Introduction and epidemiology
Solitary plasmacytoma, which accounts for less than 5% of plasma cell dyscrasias is characterized by a localized proliferation of malignant plasma cells in the absence of evident disease elsewhere. Such a proliferation may arise in a bone (solitary bone plasmacytoma or SBP) or an extra-medullary compartment (extramedullary plasmacytoma or EMP). Plasmacytomas may also arise in a multifocal manner without evidence of malignant plasma cells in the intervening tissues.
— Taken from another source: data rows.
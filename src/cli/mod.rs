pub mod actions;
pub mod commands;
pub mod dispatch;
pub mod telemetry;

mod start;
pub use self::start::start;
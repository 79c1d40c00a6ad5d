//! Tenant administration (superadmin only).

use super::{page, parse_id, payload};
use crate::{
    api::{
        response::{reply, ApiResponse, PageResponse},
        AppState,
    },
    error::Error,
    models::Tenant,
    store::{PageRequest, TenantScope},
};
use axum::{
    extract::{Extension, Path, Query},
    http::StatusCode,
    response::{IntoResponse, Response},
    Json,
};
use chrono::{DateTime, Utc};
use serde::{Deserialize, Serialize};
use utoipa::ToSchema;

#[derive(ToSchema, Deserialize, Debug)]
pub struct TenantRequest {
    name: String,
}

#[derive(ToSchema, Serialize, Debug)]
pub struct TenantResponse {
    id: String,
    name: String,
    slug: String,
    created_at: DateTime<Utc>,
    updated_at: DateTime<Utc>,
}

impl From<&Tenant> for TenantResponse {
    fn from(tenant: &Tenant) -> Self {
        Self {
            id: tenant.id.to_string(),
            name: tenant.name.clone(),
            slug: tenant.slug.clone(),
            created_at: tenant.created_at,
            updated_at: tenant.updated_at,
        }
    }
}

#[utoipa::path(
    post,
    path = "/api/v1/tenants",
    request_body = TenantRequest,
    responses(
        (status = 201, description = "Tenant created", body = TenantResponse),
        (status = 403, description = "Caller is not a superadmin"),
    ),
    security(("bearer_auth" = [])),
    tag = "tenants"
)]
pub async fn create_tenant(
    Extension(state): Extension<AppState>,
    request: Option<Json<TenantRequest>>,
) -> Result<Response, Error> {
    let request = payload(request)?;
    let tenant = state.tenants.create_named(&request.name).await?;

    Ok(reply(
        StatusCode::CREATED,
        "Tenant created successfully",
        TenantResponse::from(&tenant),
    ))
}

#[utoipa::path(
    get,
    path = "/api/v1/tenants",
    params(PageRequest),
    responses((status = 200, description = "All tenants", body = [TenantResponse])),
    security(("bearer_auth" = [])),
    tag = "tenants"
)]
pub async fn list_tenants(
    Extension(state): Extension<AppState>,
    query: Option<Query<PageRequest>>,
) -> Result<Response, Error> {
    let tenants = state.tenants.find_all(page(query), TenantScope::All).await?;

    Ok(reply(
        StatusCode::OK,
        "Successfully retrieved tenants",
        PageResponse::<TenantResponse>::from_page(tenants),
    ))
}

#[utoipa::path(
    get,
    path = "/api/v1/tenants/{id}",
    params(("id" = String, Path, description = "Tenant id")),
    responses(
        (status = 200, description = "Tenant", body = TenantResponse),
        (status = 404, description = "Tenant not found"),
    ),
    security(("bearer_auth" = [])),
    tag = "tenants"
)]
pub async fn get_tenant(
    Extension(state): Extension<AppState>,
    Path(id): Path<String>,
) -> Result<Response, Error> {
    let tenant = state
        .tenants
        .find_by_id(parse_id("id", &id)?, TenantScope::All)
        .await?;

    Ok(reply(
        StatusCode::OK,
        "Successfully retrieved tenant",
        TenantResponse::from(&tenant),
    ))
}

#[utoipa::path(
    put,
    path = "/api/v1/tenants/{id}",
    params(("id" = String, Path, description = "Tenant id")),
    request_body = TenantRequest,
    responses(
        (status = 200, description = "Tenant renamed", body = TenantResponse),
        (status = 404, description = "Tenant not found"),
    ),
    security(("bearer_auth" = [])),
    tag = "tenants"
)]
pub async fn update_tenant(
    Extension(state): Extension<AppState>,
    Path(id): Path<String>,
    request: Option<Json<TenantRequest>>,
) -> Result<Response, Error> {
    let id = parse_id("id", &id)?;
    let request = payload(request)?;
    let tenant = state.tenants.rename(id, &request.name).await?;

    Ok(reply(
        StatusCode::OK,
        "Tenant updated successfully",
        TenantResponse::from(&tenant),
    ))
}

#[utoipa::path(
    delete,
    path = "/api/v1/tenants/{id}",
    params(("id" = String, Path, description = "Tenant id")),
    responses(
        (status = 200, description = "Tenant deleted"),
        (status = 404, description = "Tenant not found"),
    ),
    security(("bearer_auth" = [])),
    tag = "tenants"
)]
pub async fn delete_tenant(
    Extension(state): Extension<AppState>,
    Path(id): Path<String>,
) -> Result<Response, Error> {
    state
        .tenants
        .delete(parse_id("id", &id)?, TenantScope::All)
        .await?;

    Ok((
        StatusCode::OK,
        Json(ApiResponse::message("Tenant deleted successfully")),
    )
        .into_response())
}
Extra-medullary plasmacytomas may also arise in the context of multiple myeloma.
Solitary Bone Plasmacytoma
SBP may arise at any age, but the median age of onset at 55 years is 10 years younger than that for myeloma, with a 1.87:1 male to female ratio[1].
Clinical and laboratory features
In two-thirds of cases, SBP arises in the axial skeleton, including the spine (thoracic > lumbar > sacral > cervical spine), skull, ribs and sternum and, in one-third, the appendicular skeleton, including the shoulder girdle, pelvic girdle or the extremities [2]. Localized skeletal pain due to the solitary osteolytic lesion is a typical presentation of SBP. If the spine is affected, spinal cord or nerve root compression may be an important clinical consequence. Other presentations include pathological fracture of the affected bone, a soft tissue mass due to extra-medullary extension of the tumor and in a small proportion, symptoms of peripheral neuropathy.